EXERCISE OBJECTIVE: Where a line in the records below contains the string "ValidationError", tally it; give only the final number.

SOURCE INFORMATION:
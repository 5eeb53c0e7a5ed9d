use super::{list_layout, section_title, Frame, PanelContext};
use crate::marketplace::Badged;
use crate::panels::earnings::EarningsPanel;
use crate::panels::users::UsersPanel;
use crate::panels::ListControls;
use crate::ui::widgets::chart::{self, ValueFormat};
use crate::ui::widgets::styling;
use crate::ui::widgets::table::{self, Card, DataTable};
use crate::utils::format;
use ratatui::{
    layout::{Constraint, Direction, Layout, Rect},
    text::{Line, Span},
    widgets::{Cell, Row},
};

const USER_HEADER: [&str; 7] = ["User", "Email", "Role", "Status", "Country", "Joined", "Spent / Earned"];
const USER_WIDTHS: [Constraint; 7] = [
    Constraint::Percentage(20),
    Constraint::Percentage(22),
    Constraint::Length(11),
    Constraint::Length(9),
    Constraint::Length(10),
    Constraint::Length(13),
    Constraint::Min(10),
];

/// Render user management.
///
pub fn users(frame: &mut Frame, size: Rect, ctx: &PanelContext, panel: &UsersPanel) {
    let areas = list_layout(size);
    let stats = panel.stats();
    table::cards(
        frame,
        areas[0],
        ctx.theme,
        vec![
            Card::new("Total Users", format::count(stats.total as u64)),
            Card::new("Active", format::count(stats.active as u64)),
            Card::new("Freelancers", format::count(stats.freelancers as u64)),
            Card::new("Banned", format::count(stats.banned as u64)),
        ],
    );
    table::filter_bar(frame, areas[1], ctx.theme, &panel.filter_summary(), ctx.searching);

    let visible = panel.visible();
    let rows = visible
        .iter()
        .map(|user| {
            let amount = user
                .total_spent
                .or(user.total_earned)
                .map(format::currency)
                .unwrap_or_else(|| "-".to_string());
            Row::new(vec![
                Cell::from(Line::from(vec![
                    Span::styled(
                        format!("{:<3}", format::initials(&user.name)),
                        styling::muted_text_style(ctx.theme),
                    ),
                    Span::raw(user.name.clone()),
                ])),
                Cell::from(user.email.clone()),
                Cell::from(styling::badge_span(ctx.theme, user.role.badge())),
                Cell::from(styling::badge_span(ctx.theme, user.status.badge())),
                Cell::from(user.country.clone()),
                Cell::from(format::date(user.join_date)),
                Cell::from(amount),
            ])
        })
        .collect();
    DataTable {
        title: section_title("users", visible.len()),
        header: &USER_HEADER,
        widths: &USER_WIDTHS,
        rows,
        selected: panel.selected_index(),
        focused: ctx.focused,
    }
    .render(frame, areas[2], ctx.theme);
}

const EARNINGS_HEADER: [&str; 7] = ["User", "Role", "Earned", "Spent", "Projects", "Avg Value", "Status"];
const EARNINGS_WIDTHS: [Constraint; 7] = [
    Constraint::Percentage(24),
    Constraint::Length(11),
    Constraint::Length(12),
    Constraint::Length(12),
    Constraint::Length(9),
    Constraint::Length(11),
    Constraint::Min(8),
];

/// Render user earnings and spending.
///
pub fn earnings(frame: &mut Frame, size: Rect, ctx: &PanelContext, panel: &EarningsPanel) {
    let areas = list_layout(size);
    let totals = panel.totals();
    table::cards(
        frame,
        areas[0],
        ctx.theme,
        vec![
            Card::new("Platform Earnings", format::currency(totals.platform_earnings)),
            Card::new("Platform Spending", format::currency(totals.platform_spending)),
            Card::new("Active Freelancers", format::count(totals.active_freelancers as u64)),
            Card::new("Active Clients", format::count(totals.active_clients as u64)),
        ],
    );
    table::filter_bar(frame, areas[1], ctx.theme, &panel.filter_summary(), ctx.searching);

    let body = Layout::default()
        .direction(Direction::Horizontal)
        .constraints([Constraint::Percentage(65), Constraint::Percentage(35)])
        .split(areas[2]);

    let visible = panel.visible();
    let rows = visible
        .iter()
        .map(|row| {
            Row::new(vec![
                Cell::from(row.name.clone()),
                Cell::from(styling::badge_span(ctx.theme, row.role.badge())),
                Cell::from(format::currency(row.total_earnings)),
                Cell::from(format::currency(row.total_spent)),
                Cell::from(row.projects_completed.to_string()),
                Cell::from(format::currency(row.avg_project_value)),
                Cell::from(styling::badge_span(ctx.theme, row.status.badge())),
            ])
        })
        .collect();
    DataTable {
        title: format!("{} sorted by {}", section_title("earnings", visible.len()), panel.sort.as_str()),
        header: &EARNINGS_HEADER,
        widths: &EARNINGS_WIDTHS,
        rows,
        selected: panel.selected_index(),
        focused: ctx.focused,
    }
    .render(frame, body[0], ctx.theme);

    let side = Layout::default()
        .direction(Direction::Vertical)
        .constraints([
            Constraint::Percentage(33),
            Constraint::Percentage(33),
            Constraint::Percentage(34),
        ])
        .split(body[1]);
    let earners: Vec<(&str, f64)> = panel.top_earners.iter().map(|r| (r.name, r.amount)).collect();
    let spenders: Vec<(&str, f64)> = panel.top_spenders.iter().map(|r| (r.name, r.amount)).collect();
    let distribution: Vec<(&str, f64)> = panel.distribution.iter().map(|p| (p.label, p.value)).collect();
    chart::bars(frame, side[0], ctx.theme, "Top Earners", &earners, ValueFormat::Currency, Direction::Horizontal);
    chart::bars(frame, side[1], ctx.theme, "Top Spenders", &spenders, ValueFormat::Currency, Direction::Horizontal);
    chart::bars(frame, side[2], ctx.theme, "Earnings Distribution", &distribution, ValueFormat::Count, Direction::Horizontal);
}
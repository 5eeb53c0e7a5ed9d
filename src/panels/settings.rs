use super::{summary, Cursor, ListControls};
use crate::marketplace::settings::{
    Applied, Field, FieldKind, Notice, PlatformSettings, SettingsTab,
};
use crate::marketplace::ValidationError;

/// Result of the most recent committed edit, shown under the form.
///
#[derive(Debug, Clone, PartialEq)]
pub enum Feedback {
    Saved(Field),
    Adjusted { field: Field, requested: f64, stored: f64 },
    Rejected(ValidationError),
}

impl Feedback {
    pub fn message(&self) -> String {
        match self {
            Feedback::Saved(field) => format!("{} updated", field.label()),
            Feedback::Adjusted {
                field,
                requested,
                stored,
            } => format!(
                "{} adjusted from {} to {}",
                field.label(),
                requested,
                stored
            ),
            Feedback::Rejected(e) => e.to_string(),
        }
    }

    pub fn is_error(&self) -> bool {
        matches!(self, Feedback::Rejected(_))
    }
}

/// Platform settings form.
///
#[derive(Debug, Clone)]
pub struct SettingsPanel {
    pub settings: PlatformSettings,
    pub tab: SettingsTab,
    pub editing: Option<String>,
    pub feedback: Option<Feedback>,
    cursor: Cursor,
}

impl Default for SettingsPanel {
    fn default() -> Self {
        SettingsPanel {
            settings: PlatformSettings::default(),
            tab: SettingsTab::General,
            editing: None,
            feedback: None,
            cursor: Cursor::default(),
        }
    }
}

impl SettingsPanel {
    pub fn fields(&self) -> Vec<Field> {
        Field::on_tab(self.tab)
    }

    pub fn selected_field(&self) -> Option<Field> {
        self.fields().get(self.cursor.index()).copied()
    }

    pub fn selected_index(&self) -> usize {
        self.cursor.index()
    }

    pub fn is_editing(&self) -> bool {
        self.editing.is_some()
    }

    /// Start editing the selected field with its current value. Toggles flip
    /// instead.
    ///
    pub fn begin_edit(&mut self) {
        let Some(field) = self.selected_field() else {
            return;
        };
        if field.kind() == FieldKind::Toggle {
            self.toggle_selected();
            return;
        }
        self.editing = Some(self.settings.get(field).to_string());
        self.feedback = None;
    }

    pub fn push_edit(&mut self, c: char) {
        if let Some(buffer) = self.editing.as_mut() {
            buffer.push(c);
        }
    }

    pub fn pop_edit(&mut self) {
        if let Some(buffer) = self.editing.as_mut() {
            buffer.pop();
        }
    }

    pub fn cancel_edit(&mut self) {
        self.editing = None;
    }

    /// Validate the edit buffer into the selected field. A rejected value
    /// keeps the buffer open for correction.
    ///
    pub fn commit_edit(&mut self) {
        let (Some(field), Some(raw)) = (self.selected_field(), self.editing.clone()) else {
            return;
        };
        match self.settings.apply(field, &raw) {
            Ok(Applied::Accepted) => {
                self.editing = None;
                self.feedback = Some(Feedback::Saved(field));
            }
            Ok(Applied::Clamped { requested, stored }) => {
                self.editing = None;
                self.feedback = Some(Feedback::Adjusted {
                    field,
                    requested,
                    stored,
                });
            }
            Err(e) => {
                log::warn!("Rejected value for {}: {}", field.label(), e);
                self.feedback = Some(Feedback::Rejected(e));
            }
        }
    }

    pub fn save(&mut self) -> Notice {
        self.editing = None;
        self.feedback = None;
        log::info!("Platform settings saved");
        Notice::settings_saved()
    }

    fn set_tab(&mut self, tab: SettingsTab) {
        self.tab = tab;
        self.editing = None;
        self.cursor.reset();
    }

    fn tab_position(&self) -> usize {
        SettingsTab::ALL
            .iter()
            .position(|t| *t == self.tab)
            .unwrap_or(0)
    }
}

impl ListControls for SettingsPanel {
    fn row_count(&self) -> usize {
        self.fields().len()
    }

    fn cursor(&mut self) -> &mut Cursor {
        &mut self.cursor
    }

    fn next_tab(&mut self) {
        let next = (self.tab_position() + 1) % SettingsTab::ALL.len();
        self.set_tab(SettingsTab::ALL[next]);
    }

    fn previous_tab(&mut self) {
        let len = SettingsTab::ALL.len();
        let previous = (self.tab_position() + len - 1) % len;
        self.set_tab(SettingsTab::ALL[previous]);
    }

    fn toggle_selected(&mut self) -> Option<String> {
        let field = self.selected_field()?;
        let value = self.settings.toggle(field)?;
        self.feedback = Some(Feedback::Saved(field));
        Some(format!(
            "{} {}",
            field.label(),
            if value { "enabled" } else { "disabled" }
        ))
    }

    fn reset_filters(&mut self) {
        self.set_tab(SettingsTab::General);
    }

    fn filter_summary(&self) -> String {
        summary(None, vec![format!("tab: {}", self.tab.title())])
    }
}

#[cfg(test)]
mod tests {
    use super::*;
    use crate::marketplace::settings::SettingValue;

    fn select(panel: &mut SettingsPanel, field: Field) {
        panel.tab = field.tab();
        while panel.selected_field() != Some(field) {
            panel.select_next();
        }
    }

    fn edit(panel: &mut SettingsPanel, field: Field, input: &str) {
        select(panel, field);
        panel.begin_edit();
        panel.editing = Some(input.to_string());
        panel.commit_edit();
    }

    #[test]
    fn edit_starts_from_current_value() {
        let mut panel = SettingsPanel::default();
        select(&mut panel, Field::SmtpPort);
        panel.begin_edit();
        assert_eq!(panel.editing.as_deref(), Some("587"));
        panel.pop_edit();
        panel.push_edit('0');
        panel.commit_edit();
        assert_eq!(panel.settings.get(Field::SmtpPort), SettingValue::Number(580.0));
        assert!(!panel.is_editing());
    }

    #[test]
    fn fractional_port_is_rejected_not_clamped() {
        let mut panel = SettingsPanel::default();
        edit(&mut panel, Field::SmtpPort, "25.5");
        assert!(matches!(
            panel.feedback,
            Some(Feedback::Rejected(ValidationError::NotAWholeNumber { .. }))
        ));
        assert!(panel.feedback.as_ref().is_some_and(Feedback::is_error));
        assert!(panel.is_editing());
        assert_eq!(panel.settings.get(Field::SmtpPort), SettingValue::Number(587.0));
    }

    #[test]
    fn out_of_range_commission_is_clamped() {
        let mut panel = SettingsPanel::default();
        edit(&mut panel, Field::PlatformCommission, "35");
        assert_eq!(
            panel.feedback,
            Some(Feedback::Adjusted {
                field: Field::PlatformCommission,
                requested: 35.0,
                stored: 20.0
            })
        );
        assert_eq!(panel.settings.platform_commission, 20.0);
    }

    #[test]
    fn rejected_input_keeps_buffer_and_value() {
        let mut panel = SettingsPanel::default();
        edit(&mut panel, Field::SessionTimeout, "soon");
        assert!(panel.feedback.as_ref().is_some_and(Feedback::is_error));
        assert_eq!(panel.editing.as_deref(), Some("soon"));
        assert_eq!(panel.settings.session_timeout, 30.0);
        panel.cancel_edit();
        assert!(!panel.is_editing());
    }

    #[test]
    fn enter_on_a_toggle_flips_it() {
        let mut panel = SettingsPanel::default();
        select(&mut panel, Field::MaintenanceMode);
        panel.begin_edit();
        assert!(!panel.is_editing());
        assert!(panel.settings.maintenance_mode);
    }

    #[test]
    fn save_produces_notice() {
        let mut panel = SettingsPanel::default();
        let notice = panel.save();
        assert_eq!(notice.title, "Settings Updated");
    }

    #[test]
    fn tabs_wrap() {
        let mut panel = SettingsPanel::default();
        panel.previous_tab();
        assert_eq!(panel.tab, SettingsTab::Content);
        panel.next_tab();
        assert_eq!(panel.tab, SettingsTab::General);
        assert_eq!(panel.row_count(), 5);
    }
}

ANSWER TO THIS EXERCISE: 3